Beyond Medical views the Proposed Transaction as a strategic expansion into blockchain-powered medical technology and financial management. Horizon is a blockchain attestation platform specializing in secure documentation and financial verification. Beyond Medical believes the Proposed Transaction will enhance Beyond Medical's capabilities in tamper-proof medical documentation, compliance verification, and digital asset management.
Proposed Acquisition of Horizon: Strengthening Ethereum-Based Compliance, Security, and Transparency
If the Proposed Transaction is completed, it would mark a key milestone for Beyond Medical as it aims to integrate blockchain technology to enhance efficiency, security, and transparency in medical operations. Horizon specializes in blockchain-based digital agreements, smart contract verification, and treasury management solutions, ensuring secure and verifiable digital records. By incorporating this technology, Beyond Medical strives to improve compliance and verification processes in the medical technology industry.
Proposed Transaction Structure
The Proposed Transaction is expected to be structured as a share exchange transaction pursuant to which the shareholders of Horizon would receive up to 11,250,000 common shares in the capital of the Company.
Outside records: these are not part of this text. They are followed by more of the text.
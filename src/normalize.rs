/// Distance between a full-width Latin letter or digit and its ASCII form.
const FULL_WIDTH_OFFSET: u32 = 0xFEE0;

/// Folds full-width `Ａ-Ｚ`, `ａ-ｚ` and `０-９` to their half-width forms.
///
/// Everything else, including full-width punctuation and spaces, is left alone.
pub fn to_half_width(s: &str) -> String {
    s.chars().map(fold_char).collect()
}

fn fold_char(c: char) -> char {
    match c {
        'Ａ'..='Ｚ' | 'ａ'..='ｚ' | '０'..='９' => {
            char::from_u32(c as u32 - FULL_WIDTH_OFFSET).unwrap_or(c)
        }
        _ => c,
    }
}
Completion of the Proposed Transaction will be subject to a number of conditions precedent, including, but not limited to: (i) satisfactory completion of due diligence investigations by each of the Company and Horizon; (ii) the negotiation and execution of a definitive agreement which will contain terms and conditions customary for transactions of this nature (the "Definitive Agreement") on or before March 31, 2025; and (iii) receipt of all requisite regulatory and third party approvals, including the approval of the Canadian Securities Exchange (the "CSE"). There can be no assurance that the Proposed Transaction will be completed on the terms proposed in the LOI or at all.
The Transaction will be an arms-length transaction for the Company. Upon the execution of a Definitive Agreement between the Company and Horizon, the Company will issue a subsequent press release containing the details of the Definitive Agreement and any additional terms of the Transaction.
In the event the Proposed Transaction is completed 1167388 BC Ltd shall receive a finder's fee, payable in shares, equal to 7.5% of the value of the Proposed Transaction.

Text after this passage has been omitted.